(INSTRUCTIONS FOR THE TASK): Give the number of lines below that hold "StorageResult", and only that.

(Stored data entries):
○ ○ ○ ○
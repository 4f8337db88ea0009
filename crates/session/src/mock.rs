//! Scripted identity provider for session tests

use std::collections::VecDeque;
use std::sync::atomic::{AtomicBool, AtomicUsize, Ordering};
use std::sync::{Mutex, MutexGuard};

use common::Secret;
use identity::{
    Account, AuthResult, BoxFuture, FlowType, IdentityProvider, InteractiveRequest,
    KeyValueStore, MemoryStore, ProviderConfig, ProviderError, Result, StorageError, codes,
    now_millis,
};
use tokio::sync::Notify;

/// A token for `account` expiring `expires_in_secs` from now (negative for
/// already expired).
pub(crate) fn token(bearer: &str, account: &str, expires_in_secs: i64) -> AuthResult {
    let expires_at = (now_millis() as i64 + expires_in_secs * 1000).max(0) as u64;
    AuthResult {
        access_token: Secret::new(bearer.into()),
        expires_at,
        account: Account::new(account),
        scopes: vec!["openid".into(), "User.Read".into()],
    }
}

pub(crate) fn provider_error(code: &str) -> ProviderError {
    ProviderError::new(code, "scripted failure")
}

#[derive(Default)]
pub(crate) struct Calls {
    pub initialize: AtomicUsize,
    pub accounts: AtomicUsize,
    pub silent: AtomicUsize,
    pub interactive: AtomicUsize,
    pub redirect: AtomicUsize,
    pub end_session: AtomicUsize,
    pub clear_interaction: AtomicUsize,
}

pub(crate) fn count(counter: &AtomicUsize) -> usize {
    counter.load(Ordering::SeqCst)
}

fn bump(counter: &AtomicUsize) {
    counter.fetch_add(1, Ordering::SeqCst);
}

/// Provider whose responses are queued by the test. With nothing queued,
/// silent acquisition succeeds for the first account (or fails with
/// `no_account_error`) and interactive login signs in `user-1`.
#[derive(Default)]
pub(crate) struct MockProvider {
    pub calls: Calls,
    embedded: bool,
    accounts: Mutex<Vec<Account>>,
    silent: Mutex<VecDeque<Result<AuthResult>>>,
    interactive: Mutex<VecDeque<Result<AuthResult>>>,
    redirect: Mutex<Option<Result<AuthResult>>>,
    init_error: Mutex<Option<ProviderError>>,
    stuck: AtomicBool,
    gated: AtomicBool,
    gate: Notify,
    silent_gated: AtomicBool,
    silent_gate: Notify,
    end_session_gated: AtomicBool,
    end_session_gate: Notify,
    last_request: Mutex<Option<InteractiveRequest>>,
}

fn locked<T>(m: &Mutex<T>) -> MutexGuard<'_, T> {
    m.lock().unwrap()
}

impl MockProvider {
    pub fn new() -> Self {
        Self::default()
    }

    pub fn embedded() -> Self {
        Self {
            embedded: true,
            ..Self::default()
        }
    }

    pub fn with_account(self, id: &str) -> Self {
        locked(&self.accounts).push(Account::new(id));
        self
    }

    pub fn push_silent(&self, result: Result<AuthResult>) {
        locked(&self.silent).push_back(result);
    }

    pub fn push_interactive(&self, result: Result<AuthResult>) {
        locked(&self.interactive).push_back(result);
    }

    pub fn set_redirect(&self, result: Result<AuthResult>) {
        *locked(&self.redirect) = Some(result);
    }

    pub fn fail_initialize(&self, err: ProviderError) {
        *locked(&self.init_error) = Some(err);
    }

    /// Leave an interaction marker behind, as a crashed earlier run would.
    pub fn set_stuck(&self) {
        self.stuck.store(true, Ordering::SeqCst);
    }

    pub fn remove_accounts(&self) {
        locked(&self.accounts).clear();
    }

    /// Hold the next interactive login until `release_interactive`.
    pub fn gate_interactive(&self) {
        self.gated.store(true, Ordering::SeqCst);
    }

    pub fn release_interactive(&self) {
        self.gate.notify_one();
    }

    /// Hold the next silent acquisition until `release_silent`.
    pub fn gate_silent(&self) {
        self.silent_gated.store(true, Ordering::SeqCst);
    }

    pub fn release_silent(&self) {
        self.silent_gate.notify_one();
    }

    /// Hold the next sign-out after the account record is gone, as a
    /// sign-out window left open would.
    pub fn gate_end_session(&self) {
        self.end_session_gated.store(true, Ordering::SeqCst);
    }

    pub fn release_end_session(&self) {
        self.end_session_gate.notify_one();
    }

    pub fn last_request(&self) -> Option<InteractiveRequest> {
        locked(&self.last_request).clone()
    }

    fn remember(&self, account: &Account) {
        let mut accounts = locked(&self.accounts);
        if !accounts.iter().any(|a| a.id == account.id) {
            accounts.push(account.clone());
        }
    }
}

impl IdentityProvider for MockProvider {
    fn id(&self) -> &str {
        "mock"
    }

    fn storage_namespace(&self) -> &str {
        "mock."
    }

    fn is_embedded_context(&self) -> bool {
        self.embedded
    }

    fn initialize<'a>(&'a self, _config: &'a ProviderConfig) -> BoxFuture<'a, Result<()>> {
        Box::pin(async move {
            bump(&self.calls.initialize);
            match locked(&self.init_error).clone() {
                Some(err) => Err(err),
                None => Ok(()),
            }
        })
    }

    fn accounts(&self) -> BoxFuture<'_, Result<Vec<Account>>> {
        Box::pin(async move {
            bump(&self.calls.accounts);
            Ok(locked(&self.accounts).clone())
        })
    }

    fn acquire_token_silent<'a>(
        &'a self,
        account: &'a Account,
        _scopes: &'a [String],
    ) -> BoxFuture<'a, Result<AuthResult>> {
        Box::pin(async move {
            bump(&self.calls.silent);
            if self.silent_gated.swap(false, Ordering::SeqCst) {
                self.silent_gate.notified().await;
            }
            let scripted = locked(&self.silent).pop_front();
            match scripted {
                Some(result) => result,
                None if locked(&self.accounts).is_empty() => {
                    Err(provider_error(codes::NO_ACCOUNT))
                }
                None => Ok(token("at_silent", &account.id, 3600)),
            }
        })
    }

    fn acquire_token_interactive<'a>(
        &'a self,
        request: &'a InteractiveRequest,
    ) -> BoxFuture<'a, Result<AuthResult>> {
        Box::pin(async move {
            bump(&self.calls.interactive);
            *locked(&self.last_request) = Some(request.clone());
            if self.gated.swap(false, Ordering::SeqCst) {
                self.gate.notified().await;
            }
            if request.flow == FlowType::Redirect {
                return std::future::pending().await;
            }
            let scripted = locked(&self.interactive).pop_front();
            let result = scripted.unwrap_or_else(|| Ok(token("at_interactive", "user-1", 3600)));
            if let Ok(result) = &result {
                self.remember(&result.account);
            }
            result
        })
    }

    fn handle_redirect_response(&self) -> BoxFuture<'_, Result<Option<AuthResult>>> {
        Box::pin(async move {
            bump(&self.calls.redirect);
            let pending = locked(&self.redirect).take();
            if let Some(Ok(result)) = &pending {
                self.remember(&result.account);
            }
            pending.transpose()
        })
    }

    fn end_session<'a>(
        &'a self,
        _account: &'a Account,
        _flow: FlowType,
    ) -> BoxFuture<'a, Result<()>> {
        Box::pin(async move {
            bump(&self.calls.end_session);
            locked(&self.accounts).clear();
            if self.end_session_gated.swap(false, Ordering::SeqCst) {
                self.end_session_gate.notified().await;
            }
            Ok(())
        })
    }

    fn clear_interaction_state(&self) -> BoxFuture<'_, Result<bool>> {
        Box::pin(async move {
            bump(&self.calls.clear_interaction);
            Ok(self.stuck.swap(false, Ordering::SeqCst))
        })
    }
}

/// Memory store that can hold one write to a chosen key until released.
#[derive(Default)]
pub(crate) struct GatedStore {
    inner: MemoryStore,
    gated_key: Mutex<Option<String>>,
    reached: Notify,
    release: Notify,
}

impl GatedStore {
    pub fn new() -> Self {
        Self::default()
    }

    /// Hold the next write to `key`.
    pub fn gate(&self, key: &str) {
        *locked(&self.gated_key) = Some(key.to_string());
    }

    /// Wait until the held write has started.
    pub async fn reached(&self) {
        self.reached.notified().await;
    }

    pub fn release(&self) {
        self.release.notify_one();
    }
}

type StorageResult<T> = std::result::Result<T, StorageError>;

impl KeyValueStore for GatedStore {
    fn get<'a>(&'a self, key: &'a str) -> BoxFuture<'a, StorageResult<Option<String>>> {
        self.inner.get(key)
    }

    fn set<'a>(&'a self, key: &'a str, value: String) -> BoxFuture<'a, StorageResult<()>> {
        Box::pin(async move {
            let held = {
                let mut gated = locked(&self.gated_key);
                if gated.as_deref() == Some(key) {
                    *gated = None;
                    true
                } else {
                    false
                }
            };
            if held {
                self.reached.notify_one();
                self.release.notified().await;
            }
            self.inner.set(key, value).await
        })
    }

    fn remove<'a>(&'a self, key: &'a str) -> BoxFuture<'a, StorageResult<bool>> {
        self.inner.remove(key)
    }

    fn keys(&self) -> BoxFuture<'_, StorageResult<Vec<String>>> {
        self.inner.keys()
    }
}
○ ○ ○ ○
(REPLY): 5